Business News of Wednesday, 12 August 2020

Source: goldstreetbusiness.com

Bank lending to private sector declines by GH¢1.24bn in May

Ernest Addison, Governor, BoG Ernest Addison, Governor, BoG

Credit to the private sector declined by GHc1.24 billion in May 2020, according to the latest Bank of Ghana (BoG) Statistical Bulletin.

This occurred during the peak of the coronavirus pandemic in the wake of government’s partially lockdown of the economy’s two biggest hubs for three weeks.

According to the data, banks and other financial institutions loaned GHc17.09 billion, GHc15.59 billion and GHc14.35 billion to consumers in March, April and May 2020 respectively.

But the consecutive monthly drop in credit from March to May 2020 is largely attributed to banks tough stance on credit, amid the coroanvirus pandemic.
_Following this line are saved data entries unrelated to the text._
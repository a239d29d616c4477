use anyhow::Result;
use clap::Parser;
use pagegrab_core::{Config, RunMode};

#[derive(Debug, Parser)]
#[command(name = "pagegrab-server")]
#[command(about = "Forward element change requests to a local OpenCode server (development only)")]
struct Args {
    /// Enable the change endpoints (same as PAGEGRAB_MODE=development)
    #[arg(long)]
    dev: bool,
    /// Address to listen on
    #[arg(long)]
    listen: Option<String>,
    /// Base URL of the OpenCode server
    #[arg(long)]
    assistant_url: Option<String>,
    /// Repository the assistant should edit
    #[arg(long)]
    project_dir: Option<String>,
}

#[tokio::main]
async fn main() -> Result<()> {
    tracing_subscriber::fmt()
        .with_env_filter(
            tracing_subscriber::EnvFilter::try_from_default_env()
                .unwrap_or_else(|_| tracing_subscriber::EnvFilter::new("info")),
        )
        .with_target(true)
        .init();

    let args = Args::parse();

    let mut config = Config::load()?;
    if args.dev {
        config.mode = RunMode::Development;
    }
    if let Some(listen) = args.listen {
        config.listen = listen;
    }
    if let Some(url) = args.assistant_url {
        config.assistant_url = url;
    }
    if let Some(dir) = args.project_dir {
        config.project_dir = Some(dir);
    }

    pagegrab_server::run_server(&config).await
}
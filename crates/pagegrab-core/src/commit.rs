use once_cell::sync::Lazy;
use regex::Regex;

static HEX_RUN: Lazy<Regex> = Lazy::new(|| {
    Regex::new(r"(?i)[a-f0-9]{7,40}").expect("commit sha pattern is valid")
});

/// Pull a commit identifier out of the assistant's free-text reply.
///
/// Best effort only: the assistant answers in prose, so this returns the
/// first run of 7 to 40 hex characters, which may well be something other
/// than a commit hash (a colour, a long number, part of a word).
pub fn extract_commit_sha(text: &str) -> Option<String> {
    HEX_RUN.find(text).map(|m| m.as_str().to_string())
}

#[cfg(test)]
mod tests {
    use super::*;

    #[test]
    fn test_extracts_short_sha() {
        let text = "Committed as 3f2a9c1 and pushed to origin/main.";
        assert_eq!(extract_commit_sha(text), Some("3f2a9c1".to_string()));
    }

    #[test]
    fn test_extracts_first_token() {
        let text = "[main 9fceb02] Update hero copy\nprevious head was 1a2b3c4d";
        assert_eq!(extract_commit_sha(text), Some("9fceb02".to_string()));
    }

    #[test]
    fn test_case_insensitive() {
        assert_eq!(
            extract_commit_sha("sha: ABCDEF12"),
            Some("ABCDEF12".to_string())
        );
    }

    #[test]
    fn test_caps_at_forty_characters() {
        let long = "a".repeat(45);
        assert_eq!(extract_commit_sha(&long).map(|s| s.len()), Some(40));
    }

    #[test]
    fn test_no_token() {
        assert_eq!(extract_commit_sha("Changes pushed, nothing else to report."), None);
        assert_eq!(extract_commit_sha("short abc123 only"), None);
        assert_eq!(extract_commit_sha(""), None);
    }

    #[test]
    fn test_false_positive_on_hex_looking_words() {
        // known limitation of scraping prose
        assert_eq!(
            extract_commit_sha("colour #deadbeef applied"),
            Some("deadbeef".to_string())
        );
    }
}
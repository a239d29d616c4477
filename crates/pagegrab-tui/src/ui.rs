use ratatui::{
    Frame,
    layout::{Constraint, Layout, Rect},
    style::{Color, Modifier, Style, Stylize},
    text::{Line, Span, Text},
    widgets::{Block, Borders, Clear, Paragraph, Wrap},
};
use pagegrab_core::{CursorPosition, OverlayController, ProcessingState};
use crate::app::App;

const PANEL_WIDTH: u16 = 52;
const CODE_PREVIEW_LINES: usize = 4;
/// Where the panel goes before the pointer has moved
const DEFAULT_POSITION: CursorPosition = CursorPosition { x: 10, y: 5 };

const SPINNER: [&str; 4] = ["|", "/", "-", "\\"];

pub fn render(frame: &mut Frame, app: &App) {
    let area = frame.area();
    render_backdrop(frame, app, area);

    if app.overlay.is_visible() {
        render_panel(frame, app, area);
    }
}

fn render_backdrop(frame: &mut Frame, app: &App, area: Rect) {
    let picker_status = if app.picker.is_attached() {
        Span::styled("watching clipboard", Style::default().fg(Color::Green))
    } else {
        Span::styled("no clipboard (paste selections instead)", Style::default().fg(Color::Yellow))
    };

    let mut lines = vec![
        Line::from(vec![
            Span::raw("Mode: "),
            Span::styled(app.mode.display_name(), Style::default().add_modifier(Modifier::BOLD)),
        ]),
        Line::from(vec![Span::raw("Endpoint: "), Span::raw(app.api.endpoint_url()).dim()]),
        Line::from(vec![Span::raw("Picker: "), picker_status]),
        Line::default(),
    ];

    if app.overlay.is_enabled() {
        lines.push(Line::from("Select an element in the browser to copy it, or paste a selection here."));
        lines.push(Line::from("Enter apply · Ctrl-G commit · Ctrl-R reset · Ctrl-T collapse · Esc dismiss · Ctrl-Q quit").dim());
    } else {
        lines.push(Line::from("Editing is disabled outside development mode.").fg(Color::Yellow));
        lines.push(Line::from("Ctrl-Q quit").dim());
    }

    let backdrop = Paragraph::new(Text::from(lines))
        .block(Block::default().borders(Borders::ALL).title(" pagegrab "))
        .wrap(Wrap { trim: false });
    frame.render_widget(backdrop, area);
}

/// Panel placement: just below-right of the pointer, pushed back inside the frame
pub fn panel_rect(area: Rect, cursor: Option<CursorPosition>, height: u16) -> Rect {
    let width = PANEL_WIDTH.min(area.width);
    let height = height.min(area.height);
    let pos = cursor.unwrap_or(DEFAULT_POSITION);

    let max_x = area.x + area.width.saturating_sub(width);
    let max_y = area.y + area.height.saturating_sub(height);
    let x = pos.x.saturating_add(1).clamp(area.x, max_x);
    let y = pos.y.saturating_add(1).clamp(area.y, max_y);

    Rect::new(x, y, width, height)
}

fn panel_height(overlay: &OverlayController) -> u16 {
    if overlay.is_collapsed() {
        return 3;
    }
    let code_lines = overlay
        .grab_content()
        .map(|g| g.code.lines().count().min(CODE_PREVIEW_LINES))
        .unwrap_or(0) as u16;
    // borders + code + input box + status + response + hints
    2 + code_lines + 3 + 2 + 4 + 1
}

fn render_panel(frame: &mut Frame, app: &App, area: Rect) {
    let overlay = &app.overlay;
    let Some(grab) = overlay.grab_content() else {
        return;
    };

    let rect = panel_rect(area, overlay.cursor_position(), panel_height(overlay));
    frame.render_widget(Clear, rect);

    let toggle = if overlay.is_collapsed() { "▼" } else { "▲" };
    let block = Block::default()
        .borders(Borders::ALL)
        .border_style(Style::default().fg(Color::DarkGray))
        .title(Line::from(format!(" in {} ", grab.file_path)).fg(Color::Cyan))
        .title(Line::from(format!(" {} ", toggle)).right_aligned());

    let inner = block.inner(rect);
    frame.render_widget(block, rect);

    if overlay.is_collapsed() {
        let summary = overlay
            .status_line()
            .unwrap_or_else(|| "Ctrl-T to expand".to_string());
        frame.render_widget(Paragraph::new(summary).dim(), inner);
        return;
    }

    let code_lines: Vec<Line> = grab
        .code
        .lines()
        .take(CODE_PREVIEW_LINES)
        .map(|l| Line::from(l.to_string()).dim())
        .collect();

    let [code_area, input_area, status_area, response_area, hints_area] = Layout::vertical([
        Constraint::Length(code_lines.len() as u16),
        Constraint::Length(3),
        Constraint::Length(2),
        Constraint::Min(1),
        Constraint::Length(1),
    ])
    .areas(inner);

    frame.render_widget(Paragraph::new(Text::from(code_lines)), code_area);
    render_input(frame, app, input_area);
    render_status(frame, app, status_area);

    if overlay.processing_state() == ProcessingState::Idle && !overlay.api_response().is_empty() {
        let response = Paragraph::new(overlay.api_response().to_string())
            .wrap(Wrap { trim: true })
            .fg(Color::Gray);
        frame.render_widget(response, response_area);
    }

    render_hints(frame, overlay, hints_area);
}

fn render_input(frame: &mut Frame, app: &App, area: Rect) {
    let enabled = app.overlay.inputs_enabled();
    let border = if enabled { Color::White } else { Color::DarkGray };

    let content = if app.input.is_empty() {
        Span::raw("What would you like to change?").dim()
    } else if enabled {
        Span::raw(app.input.as_str())
    } else {
        Span::raw(app.input.as_str()).dim()
    };

    let input = Paragraph::new(Line::from(content)).block(
        Block::default()
            .borders(Borders::ALL)
            .border_style(Style::default().fg(border)),
    );
    frame.render_widget(input, area);

    if enabled {
        // keep the cursor inside the box even for long requests
        let max_col = area.width.saturating_sub(3);
        let col = (app.input_cursor as u16).min(max_col);
        frame.set_cursor_position((area.x + 1 + col, area.y + 1));
    }
}

fn render_status(frame: &mut Frame, app: &App, area: Rect) {
    let overlay = &app.overlay;
    let Some(text) = overlay.status_line() else {
        return;
    };

    let line = match overlay.processing_state() {
        ProcessingState::Applying | ProcessingState::Committing => {
            let spinner = SPINNER[app.animation_frame as usize % SPINNER.len()];
            Line::from(format!("{} {}", spinner, text)).fg(Color::Blue)
        }
        ProcessingState::Success => Line::from(format!("✓ {}", text)).fg(Color::Green),
        ProcessingState::Error => Line::from(format!("✗ {}", text)).fg(Color::Red),
        ProcessingState::Idle => Line::from(text),
    };

    frame.render_widget(Paragraph::new(line).wrap(Wrap { trim: true }), area);
}

fn render_hints(frame: &mut Frame, overlay: &OverlayController, area: Rect) {
    let enabled = Style::default().fg(Color::White).add_modifier(Modifier::BOLD);
    let disabled = Style::default().fg(Color::DarkGray);
    let style_for = |on: bool| if on { enabled } else { disabled };

    let mut spans = vec![
        Span::styled("[Enter] Apply", style_for(overlay.can_apply())),
        Span::raw("  "),
        Span::styled("[^G] Commit", style_for(overlay.can_commit())),
    ];
    if matches!(
        overlay.processing_state(),
        ProcessingState::Success | ProcessingState::Error
    ) {
        spans.push(Span::raw("  "));
        spans.push(Span::styled("[^R] Reset", enabled));
    }

    frame.render_widget(Paragraph::new(Line::from(spans)), area);
}
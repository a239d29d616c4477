use std::sync::{Arc, Mutex};

use async_trait::async_trait;
use pagegrab_core::{Assistant, AssistantError, ChangeEndpoint, PromptRequest, RunMode};
use serde_json::{json, Value};

/// Answers every prompt with a fixed reply and counts calls
struct StubAssistant {
    unreachable: bool,
    calls: Mutex<Vec<PromptRequest>>,
}

impl StubAssistant {
    fn healthy() -> Arc<Self> {
        Arc::new(Self { unreachable: false, calls: Mutex::new(Vec::new()) })
    }

    fn down() -> Arc<Self> {
        Arc::new(Self { unreachable: true, calls: Mutex::new(Vec::new()) })
    }

    fn call_count(&self) -> usize {
        self.calls.lock().unwrap().len()
    }
}

#[async_trait]
impl Assistant for StubAssistant {
    fn base_url(&self) -> &str {
        "http://127.0.0.1:3001"
    }

    async fn run_prompt(&self, request: PromptRequest) -> Result<String, AssistantError> {
        self.calls.lock().unwrap().push(request);
        if self.unreachable {
            return Err(AssistantError::Unreachable {
                base_url: self.base_url().to_string(),
            });
        }
        Ok("Edited components/cta.tsx".to_string())
    }
}

async fn serve(mode: RunMode, assistant: Arc<StubAssistant>) -> String {
    let endpoint = Arc::new(ChangeEndpoint::new(mode, assistant));
    let listener = tokio::net::TcpListener::bind("127.0.0.1:0").await.unwrap();
    let addr = listener.local_addr().unwrap();
    tokio::spawn(async move {
        axum::serve(listener, pagegrab_server::router(endpoint)).await.unwrap();
    });
    format!("http://{}", addr)
}

async fn post(url: &str, body: &str) -> (u16, String) {
    let response = reqwest::Client::new()
        .post(url)
        .header("content-type", "application/json")
        .body(body.to_string())
        .send()
        .await
        .unwrap();
    let status = response.status().as_u16();
    (status, response.text().await.unwrap())
}

#[tokio::test]
async fn test_apply_success() {
    let assistant = StubAssistant::healthy();
    let base = serve(RunMode::Development, assistant.clone()).await;

    let (status, body) = post(&format!("{}/api/opencode/apply", base), r#"{"message":"green button"}"#).await;

    assert_eq!(status, 200);
    let body: Value = serde_json::from_str(&body).unwrap();
    assert_eq!(body, json!({ "success": true, "response": "Edited components/cta.tsx" }));
    assert_eq!(assistant.call_count(), 1);
}

#[tokio::test]
async fn test_all_route_aliases_served() {
    let assistant = StubAssistant::healthy();
    let base = serve(RunMode::Development, assistant.clone()).await;

    for route in ["apply", "change", "commit"] {
        let (status, _) = post(&format!("{}/api/opencode/{}", base, route), r#"{"message":"x"}"#).await;
        assert_eq!(status, 200, "route {}", route);
    }
    assert_eq!(assistant.call_count(), 3);

    let (status, _) = post(&format!("{}/api/opencode/push", base), r#"{"message":"x"}"#).await;
    assert_eq!(status, 404);
}

#[tokio::test]
async fn test_empty_message_is_bad_request() {
    let assistant = StubAssistant::healthy();
    let base = serve(RunMode::Development, assistant.clone()).await;

    let (status, body) = post(&format!("{}/api/opencode/apply", base), r#"{"message":""}"#).await;

    assert_eq!(status, 400);
    let body: Value = serde_json::from_str(&body).unwrap();
    assert_eq!(body, json!({ "success": false, "error": "Message is required" }));
    assert_eq!(assistant.call_count(), 0);
}

#[tokio::test]
async fn test_production_is_not_found() {
    let assistant = StubAssistant::healthy();
    let base = serve(RunMode::Production, assistant.clone()).await;

    for body in [r#"{"message":"valid request"}"#, r#"{}"#] {
        let (status, text) = post(&format!("{}/api/opencode/apply", base), body).await;
        assert_eq!(status, 404);
        assert!(text.is_empty());
    }
    assert_eq!(assistant.call_count(), 0);
}

#[tokio::test]
async fn test_unreachable_assistant_is_service_unavailable() {
    let base = serve(RunMode::Development, StubAssistant::down()).await;

    let (status, body) = post(&format!("{}/api/opencode/commit", base), r#"{"message":"x"}"#).await;

    assert_eq!(status, 503);
    let body: Value = serde_json::from_str(&body).unwrap();
    assert_eq!(body["success"], false);
    assert!(body["response"].as_str().unwrap().contains("http://127.0.0.1:3001"));
}

#[tokio::test]
async fn test_malformed_body_is_internal_error() {
    let base = serve(RunMode::Development, StubAssistant::healthy()).await;

    let (status, body) = post(&format!("{}/api/opencode/apply", base), "{not json").await;

    assert_eq!(status, 500);
    let body: Value = serde_json::from_str(&body).unwrap();
    assert_eq!(body["success"], false);
}

#[tokio::test]
async fn test_health() {
    let base = serve(RunMode::Production, StubAssistant::healthy()).await;
    let body: Value = reqwest::get(format!("{}/health", base))
        .await
        .unwrap()
        .json()
        .await
        .unwrap();
    assert_eq!(body, json!({ "status": "ok" }));
}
Instructively, most of the banks in Ghana began revising downwards their budget for loans and advances to consumers immediately COVID-19 started creating global uncertainty, according to some credit analysts.

The revised lending activities indicate that the financial intermediaries are most mindful of their asset quality, in this era of uncertainty in the Ghanaian and global economies.

Majority of the banks are expected to adopt a wait and see attitude going forward till the COVID-19 pandemic starts seeing signs of improvement.

MPC Report

The July 2020 Monetary Policy Report revealed that Domestic Money Banks (DMBs’) credit to the private sector slowed in June 2020 on account of elevated loan default risks and moderated demand for credit, reflecting the impact of the COVID-19 pandemic on the real sector.

Annual growth in private sector credit thus declined to 12.4 percent in June 2020 compared with 16.8 percent growth in the same period of 2019.

Half-year financial performance

First half-year financial statements of some banks reveale that the banks net fees and commissions grew marginally or went down. This is largely attributed to a tight stance on credit to the private sector.

For instance, CAL Bank witnessed a reduction in net fees and commission [an income banks largely rake in from fees charged on loans]. It declined from GHc261 million in the prior first half year to GHc242 million up to June 2020.

However, Societe Generale increased its net fees and commissions by nine percent to GHc341 billion in the first half of the year.

But most of the income was expected to have been realized in the first quarter of 2020, a period in which COVID-19’s impact was extremely low.